Swe-MWELex is a list of MultiWord Expressions that are used productively or receptively in teaching Swedish as a second language. The list is based on two corpora: SweLL-pilot, containing essays fron language learners, and COCTAILL, containing texts from course books used at courses for teaching language learners. Texts in the two corpora were manually annotated with CEFR levels. These levels have been projected to each vocabulary item observed in the texts. The list is, therefore, non-prescriptive, i.e. descriptive in character.
Every item in the list contains linguistic information, that was partly automatically assigned, with certain categories manually assigned.

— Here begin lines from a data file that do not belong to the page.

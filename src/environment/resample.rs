/*
Copyright 2022 Jakub Lewandowski

This file is part of Environmental Grid Resampler (EGR).

Environmental Grid Resampler (EGR) is a free software: you can redistribute it and/or modify
it under the terms of the GNU General Public License as published by
the Free Software Foundation; either version 3 of the License, or
(at your option) any later version.

Environmental Grid Resampler (EGR) is distributed in the hope that it will be useful,
but WITHOUT ANY WARRANTY; without even the implied warranty of
MERCHANTABILITY or FITNESS FOR A PARTICULAR PURPOSE. See the
GNU General Public License for more details.

You should have received a copy of the GNU General Public License
along with Environmental Grid Resampler (EGR). If not, see https://www.gnu.org/licenses/.
*/

//! Area-weighted resampling of the canonical grid
//! onto query cells of arbitrary size.
//!
//! A query cell can span several canonical cells, partially or fully,
//! and canonical cells do not need to match the query cell size.
//! The value of the query cell is the average of all intersected
//! canonical cells weighted by the true (spherical) area of
//! their overlap with the query cell. Missing cells do not contribute
//! to either the weighted sum or the total area.

use super::area::cell_area;
use super::grid::{CanonicalGrid, GridAxis};
use crate::{errors::ResampleError, Float};
use ndarray::Array2;
use std::ops::RangeInclusive;

/// Cell for which the value is requested, described by
/// its lower-left corner and size in degrees.
#[derive(Copy, Clone, PartialEq, Debug)]
pub struct QueryCell {
    pub lat: Float,
    pub lon: Float,
    pub lat_size: Float,
    pub lon_size: Float,
    pub time_index: usize,
}

/// Result of a query: the aggregated value and
/// whether it is missing.
///
/// When `is_missing` is set, `value` holds the missing-value
/// sentinel of the queried layer.
#[derive(Copy, Clone, PartialEq, Debug)]
pub struct Sample {
    pub value: Float,
    pub is_missing: bool,
}

impl Sample {
    pub fn present(value: Float) -> Self {
        Sample {
            value,
            is_missing: false,
        }
    }

    pub fn missing(sentinel: Float) -> Self {
        Sample {
            value: sentinel,
            is_missing: true,
        }
    }
}

/// Canonical cells intersected by a query cell
/// with the overlap area (km²) of each of them.
#[derive(Clone, PartialEq, Debug)]
pub struct OverlapWindow {
    pub lats: RangeInclusive<usize>,
    pub lons: RangeInclusive<usize>,

    /// Overlap areas indexed relative to the start of both ranges.
    pub areas: Array2<Float>,
}

/// Computes the area-weighted value of the query cell.
pub fn area_weighted_value(grid: &CanonicalGrid, query: &QueryCell) -> Result<Sample, ResampleError> {
    let window = overlap_window(grid, query)?;
    let slice = grid.slice(query.time_index);

    let mut weighted_sum = 0.0;
    let mut total_area = 0.0;

    for (i, lat_idx) in window.lats.clone().enumerate() {
        for (j, lon_idx) in window.lons.clone().enumerate() {
            let value = slice[[lat_idx, lon_idx]];

            if grid.is_missing(value) {
                continue;
            }

            let area = window.areas[[i, j]];
            weighted_sum += value * area;
            total_area += area;
        }
    }

    if total_area == 0.0 {
        return Ok(Sample::missing(grid.missing_value()));
    }

    Ok(Sample::present(weighted_sum / total_area))
}

/// Finds canonical cells intersected by the query cell
/// and computes their overlap areas.
///
/// The query cell's lower-left corner must lie within the grid
/// coverage. Cells extending past the grid edge are clamped
/// to the outermost row or column, which then covers the
/// query cell up to its own edge.
pub fn overlap_window(grid: &CanonicalGrid, query: &QueryCell) -> Result<OverlapWindow, ResampleError> {
    check_query(grid, query)?;

    let lat_upper = query.lat + query.lat_size;
    let lon_upper = query.lon + query.lon_size;

    let (low_lat, high_lat) = find_band(grid.lat_axis(), query.lat, lat_upper);
    let (low_lon, high_lon) = find_band(grid.lon_axis(), query.lon, lon_upper);

    let lat_bounds = overlap_bounds(grid.lat_axis(), low_lat, high_lat, query.lat, lat_upper);
    let lon_bounds = overlap_bounds(grid.lon_axis(), low_lon, high_lon, query.lon, lon_upper);

    let mut areas = Array2::zeros((lat_bounds.len(), lon_bounds.len()));

    for (i, &(south, north)) in lat_bounds.iter().enumerate() {
        for (j, &(west, east)) in lon_bounds.iter().enumerate() {
            areas[[i, j]] = cell_area(south, east - west, north - south);
        }
    }

    Ok(OverlapWindow {
        lats: low_lat..=high_lat,
        lons: low_lon..=high_lon,
        areas,
    })
}

fn check_query(grid: &CanonicalGrid, query: &QueryCell) -> Result<(), ResampleError> {
    if !(query.lat_size > 0.0 && query.lon_size > 0.0) {
        return Err(ResampleError::InvalidCellSize);
    }

    if query.time_index >= grid.num_times() {
        return Err(ResampleError::TimeOutOfRange {
            index: query.time_index,
            count: grid.num_times(),
        });
    }

    check_coverage("latitude", query.lat, grid.lat_axis())?;
    check_coverage("longitude", query.lon, grid.lon_axis())?;

    Ok(())
}

fn check_coverage(axis: &'static str, value: Float, grid_axis: &GridAxis) -> Result<(), ResampleError> {
    let min = grid_axis.values[0];
    let max = grid_axis.end();

    if !(min..max).contains(&value) {
        return Err(ResampleError::OutOfRange {
            axis,
            value,
            min,
            max,
        });
    }

    Ok(())
}

/// Relative (to the axis step) tolerance of edge comparisons.
const EDGE_TOLERANCE: Float = 1.0e-9;

/// Two-sided nearest-neighbour search over ascending lower edges.
///
/// Returns the index of the edge closest at or below `lower` and
/// the index of the edge closest strictly below `upper`. When no
/// edge qualifies, the last index is used.
///
/// Edges within `EDGE_TOLERANCE` of the step from a query edge
/// are treated as lying on it, so rounding of the coordinates
/// cannot pull in a neighbouring row with no real overlap.
fn find_band(axis: &GridAxis, lower: Float, upper: Float) -> (usize, usize) {
    let edges = &axis.values;
    let tolerance = axis.step * EDGE_TOLERANCE;
    let last = edges.len() - 1;

    let mut closest_lower: Option<(usize, Float)> = None;
    let mut closest_upper: Option<(usize, Float)> = None;

    for (idx, &edge) in edges.iter().enumerate() {
        let to_lower = lower - edge;
        if to_lower >= -tolerance && closest_lower.map_or(true, |(_, d)| to_lower < d) {
            closest_lower = Some((idx, to_lower));
        }

        let to_upper = upper - edge;
        if to_upper > tolerance && closest_upper.map_or(true, |(_, d)| to_upper < d) {
            closest_upper = Some((idx, to_upper));
        }
    }

    (
        closest_lower.map_or(last, |(idx, _)| idx),
        closest_upper.map_or(last, |(idx, _)| idx),
    )
}

/// Lower and upper bound of the overlap for each intersected
/// row (or column). Inner edges come from the canonical cells,
/// outermost edges from the query cell.
fn overlap_bounds(
    axis: &GridAxis,
    low: usize,
    high: usize,
    query_lower: Float,
    query_upper: Float,
) -> Vec<(Float, Float)> {
    (low..=high)
        .map(|idx| {
            let lower = if idx == low {
                query_lower.max(axis.values[idx])
            } else {
                axis.values[idx]
            };

            let upper = if idx == high {
                query_upper
            } else {
                query_upper.min(axis.values[idx] + axis.step)
            };

            (lower, upper)
        })
        .collect()
}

Frequences in the list come also from the two corpora, i.e.: COCTAILL, and SweLL-pilot, see articles below:
- Elena Volodina, Ildikó Pilán, Stian Rødven Eide and Hannes Heidarsson 2014. You get what you annotate: a pedagogically annotated corpus of coursebooks for Swedish as a Second Language. Proceedings of the third workshop on NLP for computer-assisted language learning. NEALT Proceedings Series 22 / Linköping Electronic Conference Proceedings 107: 128–144.
- Volodina Elena. (2024) On two SweLL learner corpora–SweLL-pilot and SweLL-gold. In Huminfra Conference, pp. 83-94.
- Elena Volodina, Ildikó Pilán, Ingegerd Enström, Lorena Llozhi, Peter Lundkvist, Gunlög Sundberg, Monica Sandell. 2016. SweLL on the rise: Swedish Learner Language corpus for European Reference Level studies. Proceedings of LREC 2016, Slovenia.
It is possible to interactively browse the list on the Lärka-platform (https://spraakbanken.gu.se/larka/svlp) under Swedish L2 profiles -> Lexical profile -> Multi Word Expressions. There, it is possible to filter the list for different categories and download it in full or as a selection.